PROBLEM TO WORK ON: From first line to last, output the records below exactly.

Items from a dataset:
----
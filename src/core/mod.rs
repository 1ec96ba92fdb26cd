//! Core domain models for the coordination engine.
//!
//! Tasks, the stage pipeline they move through, the invocations dispatched on
//! their behalf, and the quality verdicts rendered over each stage.

pub mod invocation;
pub mod pipeline;
pub mod task;
pub mod verdict;

pub use invocation::{
    DelegateInvocation, ErrorKind, InvocationError, InvocationId, InvocationPayload,
    InvocationStatus,
};
pub use pipeline::{Pipeline, StageSpec, SubtaskSpec};
pub use task::{Priority, StageTransition, SubtaskResult, Task, TaskId, TaskStatus};
pub use verdict::{Decision, QualityVerdict};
----
RESULT BELOW:
filename src/core/mod.rs
repository 1ec96ba92fdb26cd
//! Core domain models for the coordination engine.
//!
//! Tasks, the stage pipeline they move through, the invocations dispatched on
//! their behalf, and the quality verdicts rendered over each stage.

pub mod invocation;
pub mod pipeline;
pub mod task;
pub mod verdict;

pub use invocation::{
    DelegateInvocation, ErrorKind, InvocationError, InvocationId, InvocationPayload,
    InvocationStatus,
};
pub use pipeline::{Pipeline, StageSpec, SubtaskSpec};
pub use task::{Priority, StageTransition, SubtaskResult, Task, TaskId, TaskStatus};
pub use verdict::{Decision, QualityVerdict};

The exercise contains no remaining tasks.